Whenever the word "destination" shows up in a line of the data, copy that line.
┏━━
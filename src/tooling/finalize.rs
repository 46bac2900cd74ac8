// Temp-path naming plus the rename-or-delete step that ends every job.
use super::*;

pub(super) const TEMP_INFIX: &str = "temp";

// `name.ext` becomes `name.temp.ext` in the same directory.
pub fn temp_path_for(destination: &Path) -> PathBuf {
    let stem = destination
        .file_stem()
        .map(|value| value.to_string_lossy().to_string())
        .unwrap_or_else(|| "download".to_string());
    let file_name = match destination.extension() {
        Some(ext) => format!("{stem}.{TEMP_INFIX}.{}", ext.to_string_lossy()),
        None => format!("{stem}.{TEMP_INFIX}"),
    };
    destination.with_file_name(file_name)
}

pub fn finalize(temp_path: &Path, destination: &Path) -> Result<(), Error> {
    if !temp_path.exists() {
        log::debug!("Nothing to finalize at {}", temp_path.display());
        return Ok(());
    }
    fs::rename(temp_path, destination).map_err(|error| Error::fs("rename", temp_path, error))?;
    log::info!("Saved {}", destination.display());
    Ok(())
}

// Removes the temp file and everything yt-dlp derived from it: `.part`/`.ytdl`
// files, per-stream `name.temp.f137.mp4` downloads and `name.temp.orig.webm`
// sources kept during audio extraction.
pub fn cleanup(temp_path: &Path) {
    remove_if_present(temp_path);
    let (Some(dir), Some(prefix)) = (temp_path.parent(), leftover_prefix(temp_path)) else {
        return;
    };
    let dir = if dir.as_os_str().is_empty() { Path::new(".") } else { dir };
    let entries = match fs::read_dir(dir) {
        Ok(entries) => entries,
        Err(error) => {
            log::warn!("Failed to scan {} for leftovers: {error}", dir.display());
            return;
        }
    };
    for entry in entries.flatten() {
        let name = entry.file_name();
        let is_leftover = name.to_str().is_some_and(|name| name.starts_with(&prefix));
        if is_leftover && entry.file_type().is_ok_and(|kind| kind.is_file()) {
            remove_if_present(&entry.path());
        }
    }
}

// `video.temp.mp4` and `video.temp` both give `video.temp.`.
fn leftover_prefix(temp_path: &Path) -> Option<String> {
    let name = temp_path.file_name()?.to_str()?;
    let suffix = format!(".{TEMP_INFIX}");
    if name.ends_with(&suffix) {
        return Some(format!("{name}."));
    }
    let marker = format!("{suffix}.");
    let end = name.rfind(&marker)? + marker.len();
    Some(name[..end].to_string())
}

fn remove_if_present(path: &Path) {
    if !path.exists() {
        return;
    }
    match fs::remove_file(path) {
        Ok(()) => log::debug!("Removed {}", path.display()),
        Err(error) => log::warn!("Failed to remove {}: {error}", path.display()),
    }
}

pub(super) fn produced_output_len(temp_path: &Path) -> Option<u64> {
    let metadata = fs::metadata(temp_path).ok()?;
    if !metadata.is_file() || metadata.len() == 0 {
        return None;
    }
    Some(metadata.len())
}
┗━━
◆ OUTPUT OF THE TASK ◆
pub fn temp_path_for(destination: &Path) -> PathBuf {
    let stem = destination
    let file_name = match destination.extension() {
    destination.with_file_name(file_name)
pub fn finalize(temp_path: &Path, destination: &Path) -> Result<(), Error> {
    fs::rename(temp_path, destination).map_err(|error| Error::fs("rename", temp_path, error))?;
    log::info!("Saved {}", destination.display());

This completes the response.